*WHAT NEEDS TO BE DONE:* In which lines of the data does the string "Result" appear? Copy every one.

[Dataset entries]
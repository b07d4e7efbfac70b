const COMPRESSION_SUFFIXES: [&str; 4] = [".gz", ".bz2", ".xz", ".zst"];
const GENOMIC_EXTENSIONS: [&str; 3] = [".fasta", ".fna", ".fa"];
const GENOMIC_TAG: &str = "_genomic";

/// Reduce a genome path to the identifier used throughout the pipeline.
///
/// Directory components, compression suffixes, a FASTA extension (or, when
/// there is none, a short alphabetic last extension such as `.txt`) and every
/// `_genomic` tag are removed: `/data/GCF_000146045.2_R64_genomic.fna.gz`
/// becomes `GCF_000146045.2_R64`. Accession versions like `.2` are kept.
pub fn normalize_genome_name(raw: &str) -> String {
    let raw = raw.trim();
    let base = raw.rsplit(['/', '\\']).next().unwrap_or(raw);

    let mut name = base;
    if let Some(stripped) = COMPRESSION_SUFFIXES
        .iter()
        .find_map(|suffix| strip_suffix_ignore_case(name, suffix))
    {
        name = stripped;
    }
    name = GENOMIC_EXTENSIONS
        .iter()
        .find_map(|ext| strip_suffix_ignore_case(name, ext))
        .unwrap_or_else(|| file_stem(name));

    let cleaned = name.replace(GENOMIC_TAG, "");
    if cleaned.is_empty() {
        base.to_string()
    } else {
        cleaned
    }
}

fn strip_suffix_ignore_case<'a>(name: &'a str, suffix: &str) -> Option<&'a str> {
    let cut = name.len().checked_sub(suffix.len())?;
    if cut == 0 || !name.is_char_boundary(cut) {
        return None;
    }
    name[cut..]
        .eq_ignore_ascii_case(suffix)
        .then(|| &name[..cut])
}

const MAX_EXTENSION_LEN: usize = 8;

fn file_stem(name: &str) -> &str {
    match name.rfind('.') {
        Some(idx) if idx > 0 && looks_like_extension(&name[idx + 1..]) => &name[..idx],
        _ => name,
    }
}

fn looks_like_extension(ext: &str) -> bool {
    !ext.is_empty()
        && ext.len() <= MAX_EXTENSION_LEN
        && ext.chars().all(|c| c.is_ascii_alphanumeric())
        && ext.chars().any(|c| c.is_ascii_alphabetic())
}
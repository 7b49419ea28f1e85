//! `wgo vendor` command

use anyhow::Result;

use crate::cli::VendorArgs;
use wgo::ops::{promote, PromoteOptions};
use wgo::GlobalContext;

pub fn execute(args: VendorArgs) -> Result<()> {
    let ctx = GlobalContext::new()?;

    let opts = PromoteOptions {
        targets: args.targets,
        inherited_gopath: ctx.inherited_gopath().map(|g| g.to_os_string()),
    };

    promote(ctx.workspace(), &ctx.go_tool(), &opts, |step| {
        println!("{}", step.import_path);
    })?;

    Ok(())
}
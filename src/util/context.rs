//! Global context for wgo operations.
//!
//! Provides centralized access to the workspace, its configuration, the
//! external tools and the caller's environment.

use std::ffi::{OsStr, OsString};
use std::path::{Path, PathBuf};

use anyhow::{Context, Result};

use crate::core::Workspace;
use crate::tools::{GoTool, VendorTool};
use crate::util::config::{load_workspace_config, Config};

/// Global context containing the workspace, configuration and tools.
#[derive(Debug, Clone)]
pub struct GlobalContext {
    /// Current working directory
    cwd: PathBuf,

    /// Enclosing workspace
    workspace: Workspace,

    /// Merged global and project configuration
    config: Config,

    /// `GOPATH` inherited from the caller's environment
    inherited_gopath: Option<OsString>,
}

impl GlobalContext {
    /// Discover the workspace enclosing the current directory.
    pub fn new() -> Result<Self> {
        let cwd = std::env::current_dir().context("failed to get current directory")?;
        Self::with_cwd(cwd)
    }

    /// Discover the workspace enclosing `cwd`.
    pub fn with_cwd(cwd: PathBuf) -> Result<Self> {
        let workspace = Workspace::discover(&cwd)?;
        let config = load_workspace_config(workspace.root());

        Ok(GlobalContext {
            cwd,
            workspace,
            config,
            inherited_gopath: std::env::var_os("GOPATH"),
        })
    }

    /// Replace the configuration.
    pub fn with_config(mut self, config: Config) -> Self {
        self.config = config;
        self
    }

    /// Get the current working directory.
    pub fn cwd(&self) -> &Path {
        &self.cwd
    }

    /// Get the workspace.
    pub fn workspace(&self) -> &Workspace {
        &self.workspace
    }

    /// Get the configuration.
    pub fn config(&self) -> &Config {
        &self.config
    }

    /// Get the caller's `GOPATH`.
    pub fn inherited_gopath(&self) -> Option<&OsStr> {
        self.inherited_gopath.as_deref()
    }

    /// The `go` command to run.
    pub fn go_tool(&self) -> GoTool {
        GoTool::detect(self.configured_tool(self.config.tools.go.as_deref()).as_deref())
    }

    /// The `vendor` command to run.
    pub fn vendor_tool(&self) -> VendorTool {
        VendorTool::detect(self.configured_tool(self.config.tools.vendor.as_deref()).as_deref())
    }

    /// Configured tool paths containing a directory are relative to the
    /// workspace root; bare names are left for PATH lookup.
    fn configured_tool(&self, configured: Option<&Path>) -> Option<PathBuf> {
        let path = configured?;
        if path.is_relative() && path.components().count() > 1 {
            Some(self.workspace.root().join(path))
        } else {
            Some(path.to_path_buf())
        }
    }
}

#[cfg(test)]
mod tests {
    use super::*;
    use crate::core::workspace::{GOCFG_DIR, GOPATHS_FILE};
    use tempfile::TempDir;

    fn create_workspace(dir: &Path) {
        std::fs::create_dir_all(dir.join(GOCFG_DIR)).unwrap();
        std::fs::write(dir.join(GOCFG_DIR).join(GOPATHS_FILE), "go\n").unwrap();
    }

    #[test]
    fn test_context_discovers_workspace() {
        let tmp = TempDir::new().unwrap();
        create_workspace(tmp.path());
        let nested = tmp.path().join("go/src");
        std::fs::create_dir_all(&nested).unwrap();

        let ctx = GlobalContext::with_cwd(nested.clone()).unwrap();
        assert_eq!(ctx.cwd(), nested);
        assert_eq!(ctx.workspace().gopaths(), ["go"]);
    }

    #[test]
    fn test_project_config_is_loaded() {
        let tmp = TempDir::new().unwrap();
        create_workspace(tmp.path());
        std::fs::write(
            tmp.path().join(GOCFG_DIR).join("config.toml"),
            "[tools]\nvendor = \"bin/vendor\"\n",
        )
        .unwrap();

        let ctx = GlobalContext::with_cwd(tmp.path().to_path_buf()).unwrap();
        assert_eq!(
            ctx.vendor_tool().program(),
            ctx.workspace().root().join("bin/vendor")
        );
    }

    #[test]
    fn test_absolute_tool_path_is_kept() {
        let tmp = TempDir::new().unwrap();
        create_workspace(tmp.path());
        let mut config = Config::default();
        config.tools.go = Some(tmp.path().join("go-bin"));

        let ctx = GlobalContext::with_cwd(tmp.path().to_path_buf())
            .unwrap()
            .with_config(config);
        assert_eq!(ctx.go_tool().program(), tmp.path().join("go-bin"));
    }
}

*RESPONSE BOX:*
use anyhow::Result;
pub fn execute(args: VendorArgs) -> Result<()> {
use anyhow::{Context, Result};
    pub fn new() -> Result<Self> {
    pub fn with_cwd(cwd: PathBuf) -> Result<Self> {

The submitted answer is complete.